● DATA FOR ANALYSIS:
//! Network transport for batch uploads
//!
//! A [`Transport`] performs one POST per batch and carries a mutable
//! anonymous-id header that the uploader sets before every send.
//! [`UploadOutcome`] is how the uploader decides what to do next.

mod http;

pub use http::HttpTransport;

use async_trait::async_trait;

/// Failure categories reported by a transport
#[derive(Debug, Clone, Copy, PartialEq, Eq)]
pub enum NetworkErrorStatus {
    /// 400: malformed batch
    BadRequest,
    /// 401: invalid write key
    Unauthorized,
    /// 404: source disabled
    NotFound,
    /// 413: batch too large
    PayloadTooLarge,
    /// Any other 4xx/5xx
    Retry(u16),
    /// No connection could be made
    NetworkUnavailable,
    /// Anything else
    Unknown,
}

impl NetworkErrorStatus {
    /// Map a non-success HTTP status code
    pub fn from_status(code: u16) -> Self {
        match code {
            400 => NetworkErrorStatus::BadRequest,
            401 => NetworkErrorStatus::Unauthorized,
            404 => NetworkErrorStatus::NotFound,
            413 => NetworkErrorStatus::PayloadTooLarge,
            400..=599 => NetworkErrorStatus::Retry(code),
            _ => NetworkErrorStatus::Unknown,
        }
    }
}

/// A failed send with its classification and a human-readable cause
#[derive(Debug, Clone, PartialEq, Eq)]
pub struct SendFailure {
    pub status: NetworkErrorStatus,
    pub cause: String,
}

impl SendFailure {
    pub fn new(status: NetworkErrorStatus, cause: impl Into<String>) -> Self {
        Self {
            status,
            cause: cause.into(),
        }
    }
}

impl std::fmt::Display for SendFailure {
    fn fmt(&self, f: &mut std::fmt::Formatter<'_>) -> std::fmt::Result {
        write!(f, "{:?}: {}", self.status, self.cause)
    }
}

/// What the uploader does with a send result
#[derive(Debug, Clone, PartialEq, Eq)]
pub enum UploadOutcome {
    /// Remove the batch and move on
    Success(String),
    /// Wait and send the same batch again
    Retryable(SendFailure),
    /// Remove the batch without retrying and move on
    Drop(SendFailure),
    /// Stop the run and invalidate the client
    InvalidWriteKey(SendFailure),
    /// Stop the run, keep the batch, disable uploads
    SourceDisabled(SendFailure),
}

impl UploadOutcome {
    pub fn classify(result: std::result::Result<String, SendFailure>) -> Self {
        match result {
            Ok(body) => UploadOutcome::Success(body),
            Err(failure) => match failure.status {
                NetworkErrorStatus::BadRequest | NetworkErrorStatus::PayloadTooLarge => {
                    UploadOutcome::Drop(failure)
                }
                NetworkErrorStatus::Unauthorized => UploadOutcome::InvalidWriteKey(failure),
                NetworkErrorStatus::NotFound => UploadOutcome::SourceDisabled(failure),
                NetworkErrorStatus::Retry(_)
                | NetworkErrorStatus::NetworkUnavailable
                | NetworkErrorStatus::Unknown => UploadOutcome::Retryable(failure),
            },
        }
    }
}

/// Sends batch payloads to the data plane
#[async_trait]
pub trait Transport: Send + Sync {
    /// Send one batch payload, returning the response body on success
    async fn send_data(&self, payload: &str) -> std::result::Result<String, SendFailure>;

    /// Set the base64 anonymous-id header used by the next `send_data`
    fn update_anonymous_id_header(&self, encoded: &str);
}

#[cfg(test)]
mod tests {
    use super::*;

    #[test]
    fn test_from_status() {
        assert_eq!(
            NetworkErrorStatus::from_status(400),
            NetworkErrorStatus::BadRequest
        );
        assert_eq!(
            NetworkErrorStatus::from_status(401),
            NetworkErrorStatus::Unauthorized
        );
        assert_eq!(
            NetworkErrorStatus::from_status(404),
            NetworkErrorStatus::NotFound
        );
        assert_eq!(
            NetworkErrorStatus::from_status(413),
            NetworkErrorStatus::PayloadTooLarge
        );
        assert_eq!(
            NetworkErrorStatus::from_status(429),
            NetworkErrorStatus::Retry(429)
        );
        assert_eq!(
            NetworkErrorStatus::from_status(503),
            NetworkErrorStatus::Retry(503)
        );
        assert_eq!(
            NetworkErrorStatus::from_status(302),
            NetworkErrorStatus::Unknown
        );
    }

    #[test]
    fn test_classify() {
        let fail = |status| Err(SendFailure::new(status, "x"));

        assert!(matches!(
            UploadOutcome::classify(Ok("OK".to_string())),
            UploadOutcome::Success(_)
        ));
        for status in [
            NetworkErrorStatus::BadRequest,
            NetworkErrorStatus::PayloadTooLarge,
        ] {
            assert!(matches!(
                UploadOutcome::classify(fail(status)),
                UploadOutcome::Drop(_)
            ));
        }
        assert!(matches!(
            UploadOutcome::classify(fail(NetworkErrorStatus::Unauthorized)),
            UploadOutcome::InvalidWriteKey(_)
        ));
        assert!(matches!(
            UploadOutcome::classify(fail(NetworkErrorStatus::NotFound)),
            UploadOutcome::SourceDisabled(_)
        ));
        for status in [
            NetworkErrorStatus::Retry(500),
            NetworkErrorStatus::NetworkUnavailable,
            NetworkErrorStatus::Unknown,
        ] {
            assert!(matches!(
                UploadOutcome::classify(fail(status)),
                UploadOutcome::Retryable(_)
            ));
        }
    }
}
//! Batch uploader
//!
//! One run walks the pending index in order and settles each batch before
//! touching the next:
//!
//! - success, 400 and 413 remove the batch
//! - retryable failures wait on the backoff and resend the same batch
//! - 401 stops the run and signals that the write key is invalid
//! - 404 stops the run, keeps the batch, and disables uploads until restart
//!
//! Runs are serialized by a lock and each run re-reads the index after
//! acquiring it, so a batch removed by one run is never sent by the next.

use std::ops::ControlFlow;
use std::sync::atomic::{AtomicBool, Ordering};
use std::sync::Arc;

use chrono::Utc;
use tokio::sync::{mpsc, Mutex};
use tokio_util::sync::CancellationToken;
use tracing::Instrument;

use crate::backoff::{Backoff, BackoffFactory};
use crate::payload::{encode_header_value, extract_anonymous_id, update_sent_at};
use crate::source::{SourceConfigAction, SourceConfigStore};
use crate::storage::Storage;
use crate::transport::{Transport, UploadOutcome};

/// Why a run ended before the index was exhausted
#[derive(Debug, Clone, Copy, PartialEq, Eq)]
pub enum RunStop {
    /// Uploads were already disabled; nothing was sent
    Disabled,
    /// The data plane rejected the write key
    InvalidWriteKey,
    /// The data plane reported the source as disabled
    SourceDisabled,
    /// The uploader was shut down during a backoff wait
    Shutdown,
}

/// What one `flush` run did
#[derive(Debug, Clone, Default, PartialEq, Eq)]
pub struct UploadSummary {
    /// Batches acknowledged by the data plane
    pub uploaded: usize,
    /// Batches removed without a successful upload
    pub dropped: usize,
    /// Send attempts, including retries
    pub attempts: usize,
    /// Backoff waits
    pub retries: usize,
    pub stopped: Option<RunStop>,
}

pub struct BatchUploader {
    storage: Arc<dyn Storage>,
    transport: Arc<dyn Transport>,
    source: Arc<SourceConfigStore>,
    backoff: BackoffFactory,
    run_lock: Mutex<()>,
    disabled: AtomicBool,
    invalidated: AtomicBool,
    invalid_write_key_tx: Option<mpsc::UnboundedSender<()>>,
    shutdown: CancellationToken,
    span: tracing::Span,
}

impl BatchUploader {
    pub fn new(
        storage: Arc<dyn Storage>,
        transport: Arc<dyn Transport>,
        source: Arc<SourceConfigStore>,
        backoff: BackoffFactory,
    ) -> Self {
        Self {
            storage,
            transport,
            source,
            backoff,
            run_lock: Mutex::new(()),
            disabled: AtomicBool::new(false),
            invalidated: AtomicBool::new(false),
            invalid_write_key_tx: None,
            shutdown: CancellationToken::new(),
            span: tracing::Span::none(),
        }
    }

    /// Channel that receives one message when the write key is rejected
    pub fn with_invalid_write_key_sender(mut self, tx: mpsc::UnboundedSender<()>) -> Self {
        self.invalid_write_key_tx = Some(tx);
        self
    }

    pub fn with_span(mut self, span: tracing::Span) -> Self {
        self.span = span;
        self
    }

    /// Whether uploads were disabled by a source-disabled response
    pub fn is_disabled(&self) -> bool {
        self.disabled.load(Ordering::SeqCst)
    }

    /// Whether the data plane rejected the write key during any run
    pub fn is_invalidated(&self) -> bool {
        self.invalidated.load(Ordering::SeqCst)
    }

    /// Abort backoff waits and stop starting new batches
    pub fn shutdown(&self) {
        self.shutdown.cancel();
    }

    /// Upload every pending batch. Never fails; outcomes are logged and
    /// summarized.
    pub async fn flush(&self) -> UploadSummary {
        self.run().instrument(self.span.clone()).await
    }

    async fn run(&self) -> UploadSummary {
        let mut summary = UploadSummary::default();

        if self.is_disabled() {
            tracing::debug!("Uploads disabled, skipping flush");
            summary.stopped = Some(RunStop::Disabled);
            return summary;
        }

        let _run = self.run_lock.lock().await;

        if self.is_disabled() {
            summary.stopped = Some(RunStop::Disabled);
            return summary;
        }

        let pending = self.storage.pending_batches().await;
        if pending.is_empty() {
            tracing::trace!("No pending batches");
            return summary;
        }
        tracing::debug!(pending = pending.len(), "Starting upload run");

        let mut backoff = (self.backoff)();

        for id in pending {
            if self.shutdown.is_cancelled() {
                summary.stopped = Some(RunStop::Shutdown);
                break;
            }

            if !self.storage.batch_exists(&id).await {
                tracing::debug!(batch = %id, "Batch no longer on disk, skipping");
                self.remove_batch(&id).await;
                continue;
            }

            let content = match self.storage.read_batch(&id).await {
                Ok(content) => content,
                Err(e) => {
                    tracing::error!(
                        batch = %id,
                        error = %e,
                        "Failed to read batch, removing it"
                    );
                    self.remove_batch(&id).await;
                    summary.dropped += 1;
                    continue;
                }
            };

            if let ControlFlow::Break(reason) = self
                .upload_batch(&id, &content, backoff.as_mut(), &mut summary)
                .await
            {
                summary.stopped = Some(reason);
                break;
            }
        }

        tracing::info!(
            uploaded = summary.uploaded,
            dropped = summary.dropped,
            attempts = summary.attempts,
            stopped = ?summary.stopped,
            "Upload run finished"
        );
        summary
    }

    async fn upload_batch(
        &self,
        id: &str,
        content: &str,
        backoff: &mut dyn Backoff,
        summary: &mut UploadSummary,
    ) -> ControlFlow<RunStop> {
        loop {
            let payload = update_sent_at(content, Utc::now());

            let anonymous_id = match extract_anonymous_id(&payload) {
                Some(found) => found.to_string(),
                None => {
                    tracing::warn!(batch = %id, "No anonymousId in batch, using a random one");
                    uuid::Uuid::new_v4().to_string()
                }
            };
            self.transport
                .update_anonymous_id_header(&encode_header_value(&anonymous_id));

            summary.attempts += 1;
            let result = self.transport.send_data(&payload).await;

            match UploadOutcome::classify(result) {
                UploadOutcome::Success(response) => {
                    tracing::debug!(batch = %id, response = %response, "Batch uploaded");
                    backoff.reset();
                    self.remove_batch(id).await;
                    summary.uploaded += 1;
                    return ControlFlow::Continue(());
                }
                UploadOutcome::Retryable(failure) => {
                    let delay = backoff.next_delay();
                    summary.retries += 1;
                    tracing::warn!(
                        batch = %id,
                        status = ?failure.status,
                        cause = %failure.cause,
                        delay_ms = delay.as_millis() as u64,
                        "Retryable upload failure"
                    );
                    tokio::select! {
                        _ = self.shutdown.cancelled() => {
                            tracing::info!(batch = %id, "Uploader shut down during backoff");
                            return ControlFlow::Break(RunStop::Shutdown);
                        }
                        _ = tokio::time::sleep(delay) => {}
                    }
                }
                UploadOutcome::Drop(failure) => {
                    tracing::error!(
                        batch = %id,
                        status = ?failure.status,
                        cause = %failure.cause,
                        "Batch rejected by data plane, removing it"
                    );
                    backoff.reset();
                    self.remove_batch(id).await;
                    summary.dropped += 1;
                    return ControlFlow::Continue(());
                }
                UploadOutcome::InvalidWriteKey(failure) => {
                    tracing::error!(
                        batch = %id,
                        cause = %failure.cause,
                        "Write key rejected, stopping uploads"
                    );
                    self.signal_invalid_write_key();
                    return ControlFlow::Break(RunStop::InvalidWriteKey);
                }
                UploadOutcome::SourceDisabled(failure) => {
                    tracing::error!(
                        batch = %id,
                        cause = %failure.cause,
                        "Source is disabled, uploads paused until restart"
                    );
                    self.disabled.store(true, Ordering::SeqCst);
                    self.source.dispatch(SourceConfigAction::DisableSource);
                    return ControlFlow::Break(RunStop::SourceDisabled);
                }
            }
        }
    }

    async fn remove_batch(&self, id: &str) {
        if let Err(e) = self.storage.remove_batch(id).await {
            tracing::error!(batch = %id, error = %e, "Failed to remove batch");
        }
    }

    fn signal_invalid_write_key(&self) {
        self.disabled.store(true, Ordering::SeqCst);
        if self.invalidated.swap(true, Ordering::SeqCst) {
            return;
        }
        if let Some(tx) = &self.invalid_write_key_tx {
            let _ = tx.send(());
        }
    }
}
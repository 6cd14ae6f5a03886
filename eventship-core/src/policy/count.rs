//! Count-based flush policy

use crate::config::default_flush_at;

const MIN_FLUSH_AT: u32 = 1;
const MAX_FLUSH_AT: u32 = 100;

/// Flush once `threshold` events have been stored since the last flush
#[derive(Debug, Clone)]
pub struct CountFlushPolicy {
    threshold: u32,
    count: u32,
}

impl CountFlushPolicy {
    /// Thresholds outside `1..=100` fall back to the default of 30
    pub fn new(flush_at: u32) -> Self {
        let threshold = if (MIN_FLUSH_AT..=MAX_FLUSH_AT).contains(&flush_at) {
            flush_at
        } else {
            tracing::warn!(
                flush_at,
                default = default_flush_at(),
                "Flush count out of range, using default"
            );
            default_flush_at()
        };
        Self {
            threshold,
            count: 0,
        }
    }

    pub fn threshold(&self) -> u32 {
        self.threshold
    }

    pub fn should_flush(&self) -> bool {
        self.count >= self.threshold
    }

    pub fn update_state(&mut self) {
        self.count = self.count.saturating_add(1);
    }

    pub fn reset(&mut self) {
        self.count = 0;
    }
}

impl Default for CountFlushPolicy {
    fn default() -> Self {
        Self::new(default_flush_at())
    }
}

#[cfg(test)]
mod tests {
    use super::*;

    #[test]
    fn test_flushes_every_threshold_events() {
        let mut policy = CountFlushPolicy::default();
        for round in 0..3 {
            for n in 1..30 {
                policy.update_state();
                assert!(!policy.should_flush(), "round {round}, event {n}");
            }
            policy.update_state();
            assert!(policy.should_flush(), "round {round}, event 30");
            policy.reset();
            assert!(!policy.should_flush());
        }
    }

    #[test]
    fn test_out_of_range_threshold_uses_default() {
        assert_eq!(CountFlushPolicy::new(0).threshold(), 30);
        assert_eq!(CountFlushPolicy::new(101).threshold(), 30);
        assert_eq!(CountFlushPolicy::new(1).threshold(), 1);
        assert_eq!(CountFlushPolicy::new(100).threshold(), 100);
    }
}
use std::ffi::OsString;
use std::fs;
use std::path::PathBuf;
use std::process::{Command, Output};
use tempfile::TempDir;
use wiremock::matchers::{method, path};
use wiremock::{Mock, MockServer, ResponseTemplate};

struct CliTestEnv {
    _temp_dir: TempDir,
    home: PathBuf,
    xdg_data: PathBuf,
    xdg_config: PathBuf,
    xdg_state: PathBuf,
}

impl CliTestEnv {
    fn new() -> Self {
        let temp_dir = TempDir::new().expect("failed to create temp dir");
        let base = temp_dir.path().to_path_buf();
        let home = base.join("home");
        let xdg_data = base.join("xdg-data");
        let xdg_config = base.join("xdg-config");
        let xdg_state = base.join("xdg-state");

        fs::create_dir_all(&home).expect("failed to create HOME");
        fs::create_dir_all(&xdg_data).expect("failed to create XDG_DATA_HOME");
        fs::create_dir_all(&xdg_config).expect("failed to create XDG_CONFIG_HOME");
        fs::create_dir_all(&xdg_state).expect("failed to create XDG_STATE_HOME");

        Self {
            _temp_dir: temp_dir,
            home,
            xdg_data,
            xdg_config,
            xdg_state,
        }
    }

    fn write_config(&self, data_plane_url: &str) {
        let dir = self.xdg_config.join("eventship");
        fs::create_dir_all(&dir).expect("failed to create config dir");
        fs::write(
            dir.join("config.toml"),
            format!(
                r#"
[client]
write_key = "cli-key"
data_plane_url = "{data_plane_url}"

[backoff]
base_delay_ms = 10
max_delay_ms = 20
"#
            ),
        )
        .expect("failed to write config");
    }

    fn storage_dir(&self) -> PathBuf {
        self.xdg_data.join("eventship/cli-key")
    }
}

fn run_bin(env: &CliTestEnv, args: &[&str]) -> Output {
    let bin_path = PathBuf::from(assert_cmd::cargo::cargo_bin!("eventship"));

    Command::new(bin_path)
        .args(args)
        .env("HOME", &env.home)
        .env("XDG_DATA_HOME", &env.xdg_data)
        .env("XDG_CONFIG_HOME", &env.xdg_config)
        .env("XDG_STATE_HOME", &env.xdg_state)
        .env_remove("RUST_LOG")
        .output()
        .unwrap_or_else(|e| panic!("failed to execute eventship: {e}"))
}

fn assert_success(args: &[&str], output: &Output) {
    if output.status.success() {
        return;
    }

    let rendered_args = args
        .iter()
        .map(|arg| OsString::from(arg).to_string_lossy().into_owned())
        .collect::<Vec<_>>()
        .join(" ");
    let stdout = String::from_utf8_lossy(&output.stdout);
    let stderr = String::from_utf8_lossy(&output.stderr);
    panic!(
        "eventship {rendered_args} failed\nstatus: {}\nstdout:\n{}\nstderr:\n{}",
        output.status, stdout, stderr
    );
}

#[test]
fn status_without_config_explains_setup() {
    let env = CliTestEnv::new();

    let output = run_bin(&env, &["status"]);
    assert_success(&["status"], &output);

    let stdout = String::from_utf8_lossy(&output.stdout);
    assert!(stdout.contains("Write Key:       <not set>"));
    assert!(stdout.contains("Client is not configured"));
}

#[test]
fn status_and_pending_with_empty_storage() {
    let env = CliTestEnv::new();
    env.write_config("http://127.0.0.1:1");

    let status = run_bin(&env, &["status"]);
    assert_success(&["status"], &status);
    let stdout = String::from_utf8_lossy(&status.stdout);
    assert!(stdout.contains("Data Plane URL:  http://127.0.0.1:1"));
    assert!(stdout.contains("Pending Batches: 0"));

    let pending = run_bin(&env, &["pending"]);
    assert_success(&["pending"], &pending);
    assert!(String::from_utf8_lossy(&pending.stdout).contains("No pending batches."));
    assert!(env.storage_dir().is_dir());
}

#[test]
fn verbose_flag_is_accepted_after_subcommand() {
    let env = CliTestEnv::new();
    env.write_config("http://127.0.0.1:1");

    for args in [&["pending", "--verbose"][..], &["status", "-v"][..]] {
        let output = run_bin(&env, args);
        assert_success(args, &output);
    }
    assert!(env.xdg_state.join("eventship").is_dir());
}

#[test]
fn track_rejects_non_object_properties() {
    let env = CliTestEnv::new();
    env.write_config("http://127.0.0.1:1");

    let output = run_bin(&env, &["track", "Signed Up", "--properties", "[1,2]"]);
    assert!(!output.status.success());
    assert!(String::from_utf8_lossy(&output.stderr).contains("must be a JSON object"));
}

#[tokio::test(flavor = "multi_thread", worker_threads = 2)]
async fn track_uploads_event_to_data_plane() {
    let server = MockServer::start().await;
    Mock::given(method("POST"))
        .and(path("/v1/batch"))
        .respond_with(ResponseTemplate::new(200).set_body_string("OK"))
        .expect(1)
        .mount(&server)
        .await;

    let env = CliTestEnv::new();
    env.write_config(&server.uri());

    let args = [
        "track",
        "Signed Up",
        "--properties",
        r#"{"plan":"pro"}"#,
        "--anonymous-id",
        "anon-cli",
    ];
    let output = run_bin(&env, &args);
    assert_success(&args, &output);

    let stdout = String::from_utf8_lossy(&output.stdout);
    assert!(stdout.contains("Batches uploaded: 1"), "stdout:\n{stdout}");

    let requests = server.received_requests().await.expect("recording enabled");
    let body = String::from_utf8_lossy(&requests[0].body);
    assert!(body.contains(r#""event":"Signed Up""#));
    assert!(body.contains(r#""anonymousId":"anon-cli""#));
    assert!(!body.contains("RSA_DEF_SENT_AT_TS"));

    let pending = run_bin(&env, &["pending"]);
    assert_success(&["pending"], &pending);
    assert!(String::from_utf8_lossy(&pending.stdout).contains("No pending batches."));
}

#[tokio::test(flavor = "multi_thread", worker_threads = 2)]
async fn flush_with_rejected_write_key_deletes_local_data() {
    let server = MockServer::start().await;
    Mock::given(method("POST"))
        .and(path("/v1/batch"))
        .respond_with(ResponseTemplate::new(401).set_body_string("invalid write key"))
        .expect(1)
        .mount(&server)
        .await;

    let env = CliTestEnv::new();
    env.write_config(&server.uri());

    let args = ["track", "Signed Up"];
    let output = run_bin(&env, &args);
    assert_success(&args, &output);

    let stdout = String::from_utf8_lossy(&output.stdout);
    assert!(stdout.contains("rejected the write key"), "stdout:\n{stdout}");
    assert!(!env.storage_dir().exists());
}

● WHAT TO DO: Among the lines of the preceding data, which ones hold the word "SourceDisabled"? List them.

● YOUR SOLUTION:
    SourceDisabled(SendFailure),
                NetworkErrorStatus::NotFound => UploadOutcome::SourceDisabled(failure),
            UploadOutcome::SourceDisabled(_)
    SourceDisabled,
                UploadOutcome::SourceDisabled(failure) => {
                    return ControlFlow::Break(RunStop::SourceDisabled);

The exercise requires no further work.